Risale-i Nur Külliyatı’nda “Yirmibeşinci Mektup” için “Telif edilmemiştir.”5 ve  “Otuzikinci Mektup” için ise “Kendi kendine manzum tarzını alan matbu Lemeat Risalesidir. Otuz İkinci Lem’a olup, Sözler mecmuasının âhirinde neşredilmiştir”6 ifadeleri yer almaktadır. Bu telifatı, ileride Bediüzzaman Hazretleri’nin Kur’ân’ı tefsir edebilecek yüksek bir heyetin şahs-ı mânevîsi ile telif edilebileceği ve bu heyete de en büyük katkıyı Risale-i Nur Talebelerinin yapabileceği ümidimizi belirtmek istiyoruz.

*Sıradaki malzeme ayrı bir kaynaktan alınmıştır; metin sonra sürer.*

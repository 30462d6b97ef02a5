use crate::camera::CameraDk2;
use crate::config::DriverConfig;
use crate::rift::RiftDk2;
use crate::tracker::{Tracker, TrackerFactory, TrackerLink};
use crate::types::{DeviceKind, DeviceState};
use crate::Result;
use std::sync::atomic::{AtomicBool, Ordering};
use std::sync::Arc;
use std::time::Duration;

/// How long a device loop waits for input before doing housekeeping.
pub const POLL_TIMEOUT: Duration = Duration::from_secs(1);

/// Flags shared between the control thread and a device thread.
#[derive(Debug)]
pub struct DeviceControls {
    active: AtomicBool,
    blink: AtomicBool,
    blink_changed: AtomicBool,
}

impl DeviceControls {
    pub fn new(blink: bool) -> Self {
        Self {
            active: AtomicBool::new(false),
            blink: AtomicBool::new(blink),
            blink_changed: AtomicBool::new(false),
        }
    }

    /// Whether the device loop should keep running.
    pub fn is_active(&self) -> bool {
        self.active.load(Ordering::Relaxed)
    }

    pub fn set_active(&self, active: bool) {
        self.active.store(active, Ordering::Relaxed);
    }

    pub fn blink(&self) -> bool {
        self.blink.load(Ordering::Relaxed)
    }

    /// Select blinking or steady tracking LEDs. A running device picks the
    /// change up on its next loop iteration.
    pub fn set_blink(&self, blink: bool) {
        if self.blink.swap(blink, Ordering::Relaxed) != blink {
            self.blink_changed.store(true, Ordering::Release);
        }
    }

    /// The new blink mode, if it changed since the last call.
    pub(crate) fn take_blink_change(&self) -> Option<bool> {
        if self.blink_changed.swap(false, Ordering::Acquire) {
            Some(self.blink())
        } else {
            None
        }
    }
}

/// Builds a device for a matched device node.
pub type DeviceConstructor = fn(&str, &DriverConfig, &TrackerFactory) -> Device;

/// Every supported piece of hardware.
pub enum Device {
    RiftDk2(RiftDk2),
    CameraDk2(CameraDk2),
}

impl Device {
    pub fn new_rift_dk2(devnode: &str, config: &DriverConfig, trackers: &TrackerFactory) -> Device {
        Device::RiftDk2(RiftDk2::new(devnode, trackers(), config.clone()))
    }

    pub fn new_camera_dk2(
        devnode: &str,
        _config: &DriverConfig,
        _trackers: &TrackerFactory,
    ) -> Device {
        Device::CameraDk2(CameraDk2::new(devnode))
    }

    pub fn kind(&self) -> DeviceKind {
        match self {
            Device::RiftDk2(_) => DeviceKind::Hmd,
            Device::CameraDk2(_) => DeviceKind::Camera,
        }
    }

    pub fn devnode(&self) -> &str {
        match self {
            Device::RiftDk2(d) => d.devnode(),
            Device::CameraDk2(d) => d.devnode(),
        }
    }

    pub fn state(&self) -> DeviceState {
        match self {
            Device::RiftDk2(d) => d.state(),
            Device::CameraDk2(d) => d.state(),
        }
    }

    pub fn controls(&self) -> &Arc<DeviceControls> {
        match self {
            Device::RiftDk2(d) => d.controls(),
            Device::CameraDk2(d) => d.controls(),
        }
    }

    /// The tracking context this device feeds, for HMDs.
    pub fn tracker(&self) -> Option<Arc<dyn Tracker>> {
        match self {
            Device::RiftDk2(d) => d.tracker().cloned(),
            Device::CameraDk2(_) => None,
        }
    }

    /// The slot through which a camera borrows an HMD's tracking context.
    pub fn tracker_link(&self) -> Option<TrackerLink> {
        match self {
            Device::RiftDk2(_) => None,
            Device::CameraDk2(d) => Some(d.tracker_link().clone()),
        }
    }

    /// Open and configure the device.
    pub fn start(&mut self) -> Result<()> {
        match self {
            Device::RiftDk2(d) => d.start(),
            Device::CameraDk2(d) => d.start(),
        }
    }

    /// Service the device until it is deactivated or goes away.
    pub fn run(&mut self) -> Result<()> {
        match self {
            Device::RiftDk2(d) => d.run(),
            Device::CameraDk2(d) => d.run(),
        }
    }

    /// Undo the streaming configuration and leave the device idle.
    pub fn stop(&mut self) {
        match self {
            Device::RiftDk2(d) => d.stop(),
            Device::CameraDk2(d) => d.stop(),
        }
    }
}
use crate::reports::FeatureReport;
use crate::{HmdError, Result};
use hidapi::{HidApi, HidDevice};
use std::ffi::CString;
use std::time::Duration;

/// Outcome of waiting for one streamed input report.
#[derive(Debug, Clone, Copy, PartialEq, Eq)]
pub enum ReadEvent {
    /// Nothing arrived within the timeout.
    Timeout,
    /// `n` bytes were read into the buffer.
    Data(usize),
    /// The device went away.
    Hangup,
}

/// Byte-level access to one HID device node.
///
/// Feature report buffers carry the report id in byte 0.
pub trait Transport: Send {
    /// Read a feature report. Returns the number of bytes received.
    fn get_feature_report(&self, buf: &mut [u8]) -> Result<usize>;

    /// Write a feature report.
    fn send_feature_report(&self, buf: &[u8]) -> Result<()>;

    /// Wait up to `timeout` for the next streamed input report.
    fn read_timeout(&self, buf: &mut [u8], timeout: Duration) -> Result<ReadEvent>;
}

/// Read a feature report of kind `R` from the device.
///
/// The returned report must have exactly `R::SIZE` bytes and echo `R::ID`.
pub fn get_feature_report<R: FeatureReport>(transport: &dyn Transport) -> Result<R> {
    let mut buf = vec![0u8; R::SIZE];
    buf[0] = R::ID;
    let len = transport.get_feature_report(&mut buf)?;

    if len != R::SIZE {
        return Err(HmdError::ReportSize {
            id: R::ID,
            expected: R::SIZE,
            got: len,
        });
    }
    if buf[0] != R::ID {
        return Err(HmdError::UnexpectedReportId {
            expected: R::ID,
            got: buf[0],
        });
    }

    R::decode(&buf)
}

/// Write a feature report to the device.
pub fn set_feature_report<R: FeatureReport>(transport: &dyn Transport, report: &R) -> Result<()> {
    transport.send_feature_report(&report.to_bytes())
}

/// hidapi-backed transport for a hidraw device node.
pub struct HidTransport {
    device: HidDevice,
}

impl HidTransport {
    pub fn new(device: HidDevice) -> Self {
        Self { device }
    }

    /// Open the HID device at `devnode`.
    pub fn open(devnode: &str) -> Result<Self> {
        let path = CString::new(devnode)
            .map_err(|e| HmdError::Transport(format!("invalid device path {:?}: {}", devnode, e)))?;
        let api = HidApi::new()?;
        let device = api.open_path(&path)?;
        log::debug!("Opened HID device {}", devnode);
        Ok(Self::new(device))
    }
}

impl Transport for HidTransport {
    fn get_feature_report(&self, buf: &mut [u8]) -> Result<usize> {
        Ok(self.device.get_feature_report(buf)?)
    }

    fn send_feature_report(&self, buf: &[u8]) -> Result<()> {
        Ok(self.device.send_feature_report(buf)?)
    }

    fn read_timeout(&self, buf: &mut [u8], timeout: Duration) -> Result<ReadEvent> {
        match self.device.read_timeout(buf, timeout.as_millis() as i32) {
            Ok(0) => Ok(ReadEvent::Timeout),
            Ok(n) => Ok(ReadEvent::Data(n)),
            Err(e) => {
                let msg = e.to_string().to_ascii_lowercase();
                if msg.contains("disconnected") || msg.contains("no such device") {
                    Ok(ReadEvent::Hangup)
                } else {
                    Err(e.into())
                }
            }
        }
    }
}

Dokuzuncu Şuânın Dokuz Makamını tekmil: “İnşâallah bir zaman, Risale-i Nur’un şakirtlerinden birisi veya birkaç tanesi, o dokuz makamı ve berahini telif edecek ve Mukaddeme-i Haşriyenin başındaki âyât-ı âzamın dokuz fıkrasının hazinelerini, Risale-i Nur’da münteşir haşr-i cismanî berahiniyle ve kalblerine gelen sünûhat ve ilhamat  ile açıp, Dokuzuncu Şuâyı Onuncu Sözden daha parlak, daha kuvvetli bir tarzda tekmil edecek.”7 Dokuzuncu Şuâ Onuncu Sözün mühim bir zeyli ve lâhikasının birinci parçası olarak Şuâlar’da yerini almıştır. İşte bu Dokuzuncu Şuâ, mezkûr âyâtıyla işaret edilen dokuz âlî Makam ve bir ehemmiyetli Mukaddimeden ibarettir.8 Böylece Dokuzuncu Şuâ kısmen kuvvetli bir tarzda tekmil edilmiştir denilebilir.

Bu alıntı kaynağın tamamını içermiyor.